About this task ▸ Across the records below, how many lines include the string "Deserialize"? Respond with the number only.
(Beginning of Records to use)
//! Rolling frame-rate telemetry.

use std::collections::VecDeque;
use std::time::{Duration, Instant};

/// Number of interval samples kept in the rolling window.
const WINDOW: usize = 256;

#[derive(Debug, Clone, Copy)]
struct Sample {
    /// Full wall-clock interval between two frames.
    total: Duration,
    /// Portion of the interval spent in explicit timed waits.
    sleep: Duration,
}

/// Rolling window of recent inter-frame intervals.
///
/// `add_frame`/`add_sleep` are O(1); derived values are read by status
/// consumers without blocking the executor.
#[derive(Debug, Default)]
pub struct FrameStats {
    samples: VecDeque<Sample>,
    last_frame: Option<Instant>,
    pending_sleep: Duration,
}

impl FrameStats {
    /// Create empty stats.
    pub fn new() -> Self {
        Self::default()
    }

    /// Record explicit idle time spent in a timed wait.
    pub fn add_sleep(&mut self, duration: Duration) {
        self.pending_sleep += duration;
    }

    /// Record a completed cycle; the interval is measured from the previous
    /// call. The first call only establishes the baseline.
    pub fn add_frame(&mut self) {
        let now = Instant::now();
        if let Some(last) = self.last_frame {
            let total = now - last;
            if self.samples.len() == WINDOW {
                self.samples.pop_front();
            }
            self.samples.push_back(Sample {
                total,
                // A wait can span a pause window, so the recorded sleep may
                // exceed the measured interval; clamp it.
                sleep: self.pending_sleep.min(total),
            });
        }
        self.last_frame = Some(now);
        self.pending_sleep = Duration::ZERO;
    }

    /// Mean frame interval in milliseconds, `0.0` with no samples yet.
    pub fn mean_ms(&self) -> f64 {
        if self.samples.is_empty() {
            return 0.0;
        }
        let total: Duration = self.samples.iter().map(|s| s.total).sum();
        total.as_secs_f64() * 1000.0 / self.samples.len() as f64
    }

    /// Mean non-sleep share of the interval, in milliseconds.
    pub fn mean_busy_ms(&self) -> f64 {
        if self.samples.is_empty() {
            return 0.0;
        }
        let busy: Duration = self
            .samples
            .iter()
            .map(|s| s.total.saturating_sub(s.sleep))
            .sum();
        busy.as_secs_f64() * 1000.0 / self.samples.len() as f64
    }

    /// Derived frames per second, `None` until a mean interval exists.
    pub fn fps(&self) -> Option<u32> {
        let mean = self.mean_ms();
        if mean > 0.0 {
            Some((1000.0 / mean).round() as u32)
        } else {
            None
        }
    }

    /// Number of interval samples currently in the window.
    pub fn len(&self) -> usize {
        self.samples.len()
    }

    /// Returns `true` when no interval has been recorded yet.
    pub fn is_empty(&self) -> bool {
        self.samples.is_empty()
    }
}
(End of Records to use)
(Beginning of Records to use)
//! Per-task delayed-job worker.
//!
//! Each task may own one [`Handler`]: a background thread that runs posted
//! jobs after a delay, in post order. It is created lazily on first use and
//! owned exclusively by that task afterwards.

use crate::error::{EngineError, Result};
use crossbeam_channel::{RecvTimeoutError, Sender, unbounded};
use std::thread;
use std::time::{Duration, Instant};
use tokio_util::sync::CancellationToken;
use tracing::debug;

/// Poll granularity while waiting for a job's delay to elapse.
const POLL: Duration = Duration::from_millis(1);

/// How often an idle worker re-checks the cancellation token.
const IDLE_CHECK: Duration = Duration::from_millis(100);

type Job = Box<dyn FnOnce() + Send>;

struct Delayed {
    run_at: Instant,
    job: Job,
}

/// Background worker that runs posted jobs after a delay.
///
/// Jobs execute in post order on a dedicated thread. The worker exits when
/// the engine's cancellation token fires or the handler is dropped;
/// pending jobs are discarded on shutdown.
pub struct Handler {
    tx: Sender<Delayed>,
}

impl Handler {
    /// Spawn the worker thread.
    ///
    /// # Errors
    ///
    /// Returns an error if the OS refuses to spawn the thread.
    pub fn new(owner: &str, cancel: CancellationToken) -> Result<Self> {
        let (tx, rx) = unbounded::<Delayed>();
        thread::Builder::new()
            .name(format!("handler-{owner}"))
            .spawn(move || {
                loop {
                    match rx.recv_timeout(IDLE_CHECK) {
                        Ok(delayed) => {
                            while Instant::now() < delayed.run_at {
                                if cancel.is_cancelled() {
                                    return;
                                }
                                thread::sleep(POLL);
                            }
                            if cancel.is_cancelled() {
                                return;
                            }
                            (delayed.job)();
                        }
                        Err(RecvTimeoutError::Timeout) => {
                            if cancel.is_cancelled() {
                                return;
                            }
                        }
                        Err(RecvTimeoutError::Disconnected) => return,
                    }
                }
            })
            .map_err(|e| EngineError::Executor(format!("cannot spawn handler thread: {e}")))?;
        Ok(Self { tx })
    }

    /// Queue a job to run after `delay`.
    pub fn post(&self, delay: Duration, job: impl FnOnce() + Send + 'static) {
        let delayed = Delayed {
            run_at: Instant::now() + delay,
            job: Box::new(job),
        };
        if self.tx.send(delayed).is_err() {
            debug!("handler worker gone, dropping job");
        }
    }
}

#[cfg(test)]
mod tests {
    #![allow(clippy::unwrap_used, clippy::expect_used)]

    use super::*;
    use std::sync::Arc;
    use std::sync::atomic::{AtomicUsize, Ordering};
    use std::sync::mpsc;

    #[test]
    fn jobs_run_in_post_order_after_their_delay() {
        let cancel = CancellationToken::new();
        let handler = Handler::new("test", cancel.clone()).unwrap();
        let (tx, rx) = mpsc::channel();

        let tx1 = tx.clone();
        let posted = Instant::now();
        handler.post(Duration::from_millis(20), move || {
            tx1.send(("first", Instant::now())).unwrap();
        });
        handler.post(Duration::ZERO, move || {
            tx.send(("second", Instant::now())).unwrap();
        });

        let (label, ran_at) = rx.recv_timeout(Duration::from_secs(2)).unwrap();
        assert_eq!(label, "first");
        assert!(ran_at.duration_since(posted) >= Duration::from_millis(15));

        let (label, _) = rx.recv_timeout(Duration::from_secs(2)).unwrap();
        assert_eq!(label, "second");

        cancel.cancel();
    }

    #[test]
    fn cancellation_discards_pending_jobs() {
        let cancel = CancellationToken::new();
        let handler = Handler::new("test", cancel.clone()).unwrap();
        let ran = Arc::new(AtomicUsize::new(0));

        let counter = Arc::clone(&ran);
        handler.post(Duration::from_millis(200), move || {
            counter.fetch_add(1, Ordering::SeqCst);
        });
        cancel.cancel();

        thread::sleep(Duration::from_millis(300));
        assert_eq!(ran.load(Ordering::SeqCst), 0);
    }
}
(End of Records to use)
(Beginning of Records to use)
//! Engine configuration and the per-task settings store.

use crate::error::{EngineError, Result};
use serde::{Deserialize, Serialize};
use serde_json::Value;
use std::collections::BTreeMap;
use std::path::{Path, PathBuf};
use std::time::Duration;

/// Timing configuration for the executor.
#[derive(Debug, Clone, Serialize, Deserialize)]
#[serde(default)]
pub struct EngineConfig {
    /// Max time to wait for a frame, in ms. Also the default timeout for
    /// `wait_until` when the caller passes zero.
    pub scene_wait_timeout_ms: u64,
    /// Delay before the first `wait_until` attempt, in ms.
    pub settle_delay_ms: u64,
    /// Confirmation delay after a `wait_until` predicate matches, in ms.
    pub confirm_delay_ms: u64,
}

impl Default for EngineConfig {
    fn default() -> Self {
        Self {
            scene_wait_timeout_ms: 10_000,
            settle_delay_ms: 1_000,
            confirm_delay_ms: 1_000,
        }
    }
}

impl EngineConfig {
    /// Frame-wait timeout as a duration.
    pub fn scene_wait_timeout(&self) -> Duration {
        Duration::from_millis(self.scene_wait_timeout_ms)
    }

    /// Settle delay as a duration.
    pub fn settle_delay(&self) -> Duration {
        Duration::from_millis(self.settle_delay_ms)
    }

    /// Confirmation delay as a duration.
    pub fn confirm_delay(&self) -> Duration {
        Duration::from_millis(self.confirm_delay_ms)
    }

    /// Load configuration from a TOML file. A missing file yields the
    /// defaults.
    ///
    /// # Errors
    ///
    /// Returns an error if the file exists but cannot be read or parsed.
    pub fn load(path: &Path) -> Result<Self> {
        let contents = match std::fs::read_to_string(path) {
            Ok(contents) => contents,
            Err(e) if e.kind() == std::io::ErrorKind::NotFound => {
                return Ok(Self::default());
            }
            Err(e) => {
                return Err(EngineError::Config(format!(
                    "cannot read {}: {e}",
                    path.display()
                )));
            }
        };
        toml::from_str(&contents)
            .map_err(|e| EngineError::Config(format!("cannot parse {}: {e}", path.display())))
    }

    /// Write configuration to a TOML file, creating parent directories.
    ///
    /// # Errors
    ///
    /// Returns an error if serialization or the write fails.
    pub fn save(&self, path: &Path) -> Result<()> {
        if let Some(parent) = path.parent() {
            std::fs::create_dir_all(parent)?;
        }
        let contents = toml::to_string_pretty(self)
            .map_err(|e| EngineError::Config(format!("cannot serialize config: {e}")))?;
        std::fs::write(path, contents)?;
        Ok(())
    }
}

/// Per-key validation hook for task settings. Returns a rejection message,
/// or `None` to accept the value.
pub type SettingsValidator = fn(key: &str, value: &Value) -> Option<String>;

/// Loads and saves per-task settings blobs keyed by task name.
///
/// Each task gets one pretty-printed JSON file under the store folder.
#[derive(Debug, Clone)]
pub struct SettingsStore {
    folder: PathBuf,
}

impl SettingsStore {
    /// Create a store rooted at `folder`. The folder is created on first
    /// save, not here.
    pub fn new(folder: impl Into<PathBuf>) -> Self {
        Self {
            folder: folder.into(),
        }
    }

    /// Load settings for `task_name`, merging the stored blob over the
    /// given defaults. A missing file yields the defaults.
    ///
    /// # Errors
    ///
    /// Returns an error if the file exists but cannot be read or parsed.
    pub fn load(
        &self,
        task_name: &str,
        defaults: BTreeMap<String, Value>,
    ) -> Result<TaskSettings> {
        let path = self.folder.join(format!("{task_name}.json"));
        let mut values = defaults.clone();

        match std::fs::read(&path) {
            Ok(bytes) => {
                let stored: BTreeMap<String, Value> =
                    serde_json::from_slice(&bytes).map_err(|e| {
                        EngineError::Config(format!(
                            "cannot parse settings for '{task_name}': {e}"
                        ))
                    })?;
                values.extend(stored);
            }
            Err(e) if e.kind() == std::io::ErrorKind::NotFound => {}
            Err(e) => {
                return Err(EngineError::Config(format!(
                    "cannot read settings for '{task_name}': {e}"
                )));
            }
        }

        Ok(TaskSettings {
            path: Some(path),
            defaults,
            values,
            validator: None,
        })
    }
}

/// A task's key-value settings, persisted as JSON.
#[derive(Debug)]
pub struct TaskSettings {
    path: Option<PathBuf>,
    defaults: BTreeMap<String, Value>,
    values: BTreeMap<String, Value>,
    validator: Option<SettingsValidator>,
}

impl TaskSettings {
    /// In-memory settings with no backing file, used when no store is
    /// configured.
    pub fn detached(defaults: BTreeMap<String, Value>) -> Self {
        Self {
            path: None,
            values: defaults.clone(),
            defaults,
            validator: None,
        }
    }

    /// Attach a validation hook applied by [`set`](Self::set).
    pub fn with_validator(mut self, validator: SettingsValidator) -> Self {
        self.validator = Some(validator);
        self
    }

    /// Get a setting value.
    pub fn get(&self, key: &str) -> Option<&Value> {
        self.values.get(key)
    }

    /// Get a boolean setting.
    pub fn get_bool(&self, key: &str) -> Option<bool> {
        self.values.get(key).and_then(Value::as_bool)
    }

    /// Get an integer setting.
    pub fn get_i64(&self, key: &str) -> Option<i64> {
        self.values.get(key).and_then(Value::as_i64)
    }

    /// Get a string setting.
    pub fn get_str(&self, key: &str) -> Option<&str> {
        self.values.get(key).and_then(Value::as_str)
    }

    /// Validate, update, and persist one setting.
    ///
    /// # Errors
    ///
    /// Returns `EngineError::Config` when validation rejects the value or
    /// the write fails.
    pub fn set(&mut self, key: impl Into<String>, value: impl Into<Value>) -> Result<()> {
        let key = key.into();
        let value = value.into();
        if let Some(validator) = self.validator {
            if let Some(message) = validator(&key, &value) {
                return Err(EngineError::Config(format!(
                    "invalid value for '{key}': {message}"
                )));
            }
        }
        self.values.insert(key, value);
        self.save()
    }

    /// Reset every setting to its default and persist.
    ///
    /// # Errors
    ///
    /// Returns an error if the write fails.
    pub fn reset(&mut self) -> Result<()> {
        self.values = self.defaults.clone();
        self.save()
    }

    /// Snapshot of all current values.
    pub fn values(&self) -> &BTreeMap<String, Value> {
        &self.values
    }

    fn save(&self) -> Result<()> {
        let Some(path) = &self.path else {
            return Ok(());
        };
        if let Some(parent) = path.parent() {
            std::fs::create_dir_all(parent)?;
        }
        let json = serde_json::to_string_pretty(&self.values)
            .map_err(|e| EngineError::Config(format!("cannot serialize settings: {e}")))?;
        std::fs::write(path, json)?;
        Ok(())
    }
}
(End of Records to use)
Problem solution ▸ 2